CHARLESTON — The agency that oversees insurance for public employees is taking three new plan options on the road because of new legislation that will raise costs.
“We have to now reconvene and adopt a new financial plan based on Senate Bill 268,” said Jason Haught, acting director of the Public Employees Insurance Agency.
The main reason for the change is that a broad plan passed by the Legislature mandates a return to an 80-20 cost share between government employers and public employees. That ratio had gotten out of whack in recent years because of a reserve that state officials originally set up to hold premiums flat.
PEIA’s finance board went over the three possibilities on Thursday afternoon. Next week, public hearings will be in Charleston, Huntington, Morgantown and Martinsburg. And then on April 6, the finance board is scheduled to meet again to decide which plan to use.
The first hearing is 6 p.m. Monday at the Culture Center in Charleston. There are two hearings on Tuesday: 6 p.m. at the Hampton Inn at Granville Square in Monongalia County and also 6 p.m. at Mountain Health Arena in Huntington. And the final public hearing is 6 p.m. Wednesday at the Holiday Inn in Martinsburg.
The plans
The first plan narrows any changes to premium increases only. For the state fund, that would mean 24.2% premium increases for employees, varying across the program’s different plans. For non-state funds, the option would mean a 15.6% premium increase. Retirees would not absorb any increase.
The second two options are described as blended approaches, raising premiums while also raising deductible and out-of-pocket costs.
The blended options also vary depending on what specific insurance plan each person has opted to take.
So, the first blended option anticipates raising premiums by 19.2% and non-state funds by 12.5%. Benefit changes would mean increasing medical deductibles and medical out-of-pocket expenses by about 25%. This would also double prices for prescriptions, a big concern that the board discussed.
The second blended option includes a 14.6% increase for state employees. Medical deductibles and out-of-pocket expenses would increase about 50%. Again, prescription drug costs go way up.
For workers in non-state plans that opt into PEIA, the second blended approach would mean a 9.7% premium increase along with medical deductible and out-of-pocket increases of about 35%. And again, prescription drug costs would go way up.
The PEIA Finance Board already took a plan out for comment last fall that had no premium increases at all. But with the new legislation signed by the governor, another plan has to be built.
Whichever change is decided will take effect at the start of the fiscal year, July 1.
“Let me start by saying, I don’t envy you,” West Virginia Education Association President Dale Lee told Finance Board members on Thursday. “We’re in a difficult situation not of your choosing. We understand that. My anger will come across, but I hope you know that it’s not geared at you. You have to play the cards you’re dealt.”

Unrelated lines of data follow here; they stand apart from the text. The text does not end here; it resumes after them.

//! Endpoint resolution
//!
//! The base URL comes from configuration on every call; only a single
//! trailing slash is normalized away. Anything else is left to the
//! transport, which reports unparsable URLs as `InvalidEndpoint`.

/// Model listing endpoint
pub const TAGS_PATH: &str = "/api/tags";

/// Single-prompt completion endpoint
pub const GENERATE_PATH: &str = "/api/generate";

/// Multi-turn chat endpoint
pub const CHAT_PATH: &str = "/api/chat";

/// Strip exactly one trailing slash from a configured base URL
pub fn resolve(base_url: &str) -> &str {
    base_url.strip_suffix('/').unwrap_or(base_url)
}

/// Full URL for an API path under the configured base
pub fn endpoint_url(base_url: &str, path: &str) -> String {
    format!("{}{}", resolve(base_url), path)
}
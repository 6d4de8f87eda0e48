//! One request/response exchange
//!
//! A [`Session`] owns the caller's callbacks and guarantees the terminal
//! contract: at most one of `on_complete` / `on_error` fires, exactly once,
//! and never after cancellation. The terminal methods consume the session,
//! so a second terminal notification cannot be expressed.

use std::time::Duration;
use tokio_util::sync::CancellationToken;
use tracing::{debug, info, warn};
use uuid::Uuid;

use crate::errors::{ClientError, Result};
use crate::streaming::parser::{LineParser, StreamState};
use crate::streaming::transport::ByteStream;

type TokenFn<'a> = Box<dyn FnMut(&str) + Send + 'a>;
type CompleteFn<'a> = Box<dyn FnOnce(&str) + Send + 'a>;
type ErrorFn<'a> = Box<dyn FnOnce(&ClientError) + Send + 'a>;

/// Caller hooks for one exchange
///
/// All hooks are optional. Without `on_token` the response is fetched in
/// one piece. Without `on_error` failures are returned as `Err` instead.
#[derive(Default)]
pub struct Callbacks<'a> {
    on_token: Option<TokenFn<'a>>,
    on_complete: Option<CompleteFn<'a>>,
    on_error: Option<ErrorFn<'a>>,
}

impl<'a> Callbacks<'a> {
    pub fn new() -> Self {
        Self::default()
    }

    /// Called once per streamed token, in arrival order
    pub fn on_token(mut self, f: impl FnMut(&str) + Send + 'a) -> Self {
        self.on_token = Some(Box::new(f));
        self
    }

    /// Called once with the full response on success
    pub fn on_complete(mut self, f: impl FnOnce(&str) + Send + 'a) -> Self {
        self.on_complete = Some(Box::new(f));
        self
    }

    /// Called once on failure
    pub fn on_error(mut self, f: impl FnOnce(&ClientError) + Send + 'a) -> Self {
        self.on_error = Some(Box::new(f));
        self
    }

    pub fn wants_tokens(&self) -> bool {
        self.on_token.is_some()
    }
}

/// How an exchange ended
#[derive(Debug, Clone, PartialEq, Eq)]
pub enum Outcome {
    /// Response finished; `on_complete` has been called
    Completed(String),
    /// Exchange failed; the error went to `on_error`
    Failed,
    /// Cancelled before a terminal state; no terminal callback fired
    Cancelled,
}

impl Outcome {
    /// Final text, when completed
    pub fn text(&self) -> Option<&str> {
        match self {
            Outcome::Completed(text) => Some(text),
            _ => None,
        }
    }
}

pub(crate) struct Session<'a> {
    id: Uuid,
    callbacks: Callbacks<'a>,
    cancel: CancellationToken,
    /// Client-wide token; fires when the owning client is destroyed
    shutdown: CancellationToken,
}

impl<'a> Session<'a> {
    pub(crate) fn new(callbacks: Callbacks<'a>, cancel: CancellationToken) -> Self {
        Self {
            id: Uuid::new_v4(),
            callbacks,
            cancel,
            shutdown: CancellationToken::new(),
        }
    }

    pub(crate) fn with_shutdown(mut self, shutdown: CancellationToken) -> Self {
        self.shutdown = shutdown;
        self
    }

    pub(crate) fn id(&self) -> Uuid {
        self.id
    }

    pub(crate) fn wants_tokens(&self) -> bool {
        self.callbacks.wants_tokens()
    }

    pub(crate) fn is_cancelled(&self) -> bool {
        self.cancel.is_cancelled() || self.shutdown.is_cancelled()
    }

    /// Resolves once either the session or its client is cancelled
    pub(crate) async fn wait_cancelled(&self) {
        tokio::select! {
            _ = self.cancel.cancelled() => {}
            _ = self.shutdown.cancelled() => {}
        }
    }

    /// Terminal success
    pub(crate) fn complete(self, text: String) -> Result<Outcome> {
        if self.is_cancelled() {
            return Ok(self.cancelled());
        }

        info!(session_id = %self.id, chars = text.len(), "session completed");
        if let Some(on_complete) = self.callbacks.on_complete {
            on_complete(&text);
        }
        Ok(Outcome::Completed(text))
    }

    /// Terminal failure; propagates `err` when no error hook is registered
    pub(crate) fn fail(self, err: ClientError) -> Result<Outcome> {
        if self.is_cancelled() {
            return Ok(self.cancelled());
        }

        warn!(session_id = %self.id, error = %err, "session failed");
        match self.callbacks.on_error {
            Some(on_error) => {
                on_error(&err);
                Ok(Outcome::Failed)
            }
            None => Err(err),
        }
    }

    pub(crate) fn cancelled(self) -> Outcome {
        debug!(session_id = %self.id, "session cancelled");
        Outcome::Cancelled
    }

    /// Pull chunks through the parser until a terminal state.
    ///
    /// Reads are strictly sequential: the next read is issued only after
    /// the previous chunk is fully processed. The stream is closed before
    /// any terminal callback runs.
    pub(crate) async fn drive(
        mut self,
        mut stream: ByteStream,
        mut parser: LineParser,
        idle_timeout: Duration,
    ) -> Result<Outcome> {
        loop {
            let read = tokio::select! {
                biased;
                _ = self.wait_cancelled() => {
                    stream.close();
                    parser.abort();
                    return Ok(self.cancelled());
                }
                read = tokio::time::timeout(idle_timeout, stream.read_chunk()) => read,
            };

            let chunk = match read {
                Ok(Ok(chunk)) => chunk,
                Ok(Err(err)) if err.is_peer_closed() => {
                    debug!(session_id = %self.id, error = %err, "stream was closed by remote server");
                    stream.close();
                    let mut sink = self.token_sink();
                    parser.finish(|token: &str| sink.emit(token));
                    return self.complete(parser.into_response());
                }
                Ok(Err(err)) => {
                    stream.close();
                    parser.abort();
                    return self.fail(err);
                }
                Err(_) => {
                    stream.close();
                    parser.abort();
                    return self.fail(ClientError::Timeout {
                        duration_ms: idle_timeout.as_millis() as u64,
                    });
                }
            };

            let fed = {
                let mut sink = self.token_sink();
                parser.feed(&chunk, |token: &str| sink.emit(token))
            };

            match fed {
                Ok(StreamState::Completed) => {
                    stream.close();
                    debug!(
                        session_id = %self.id,
                        token_count = parser.token_count(),
                        "stream closed"
                    );
                    return self.complete(parser.into_response());
                }
                Ok(_) => {}
                Err(err) => {
                    stream.close();
                    return self.fail(err);
                }
            }
        }
    }

    fn token_sink(&mut self) -> TokenSink<'_, 'a> {
        TokenSink {
            cancel: &self.cancel,
            shutdown: &self.shutdown,
            on_token: &mut self.callbacks.on_token,
        }
    }
}

/// Token forwarder that goes quiet once the session is cancelled
struct TokenSink<'s, 'a> {
    cancel: &'s CancellationToken,
    shutdown: &'s CancellationToken,
    on_token: &'s mut Option<TokenFn<'a>>,
}

impl TokenSink<'_, '_> {
    fn emit(&mut self, token: &str) {
        if self.cancel.is_cancelled() || self.shutdown.is_cancelled() {
            return;
        }
        if let Some(f) = self.on_token.as_mut() {
            f(token);
        }
    }
}
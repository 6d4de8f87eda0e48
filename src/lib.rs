//! ollamachat - streaming chat client for a local Ollama server
//!
//! Talks to the Ollama HTTP API in two modes:
//!
//! - **generate**: single prompt completion (`/api/generate`)
//! - **chat**: multi-turn conversation (`/api/chat`)
//!
//! Responses arrive either as one JSON body or as newline-delimited JSON
//! records that are parsed incrementally and delivered token by token.

pub mod config;
pub mod errors;
pub mod models;
pub mod streaming;
pub mod types;

// Terminal front-end
pub mod cli;
pub mod repl;

// Re-export commonly used types
pub use config::{Config, SettingsSource, SharedConfig};
pub use errors::{ClientError, Result};
pub use models::ModelInfo;
pub use streaming::{Callbacks, Exchange, OllamaClient, Outcome};
pub use types::{Conversation, Message, Role};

Lee described the increase in out-of-pocket costs for prescriptions as “a killer.” He suggested the increased out-of-pocket costs in the blended plans could result in painful surprises. “If you have to use it or even have to go to the emergency room one time, you are not going to like this blended approach,
correct?”
The PEIA Finance Board, in a meeting that lasted about an hour and 40 minutes, discussed whether to narrow the plans or to take all three out for public comment. The decision in the end was to offer all three as possibilities.
“Again, I don’t envy you,” Lee said, adding that next week “my guess is you’re going to see a lot of people who are going to be upset. And I will remind them that they shouldn’t be upset at you. You’re playing the cards that you were dealt. But that’s what’s going to happen.”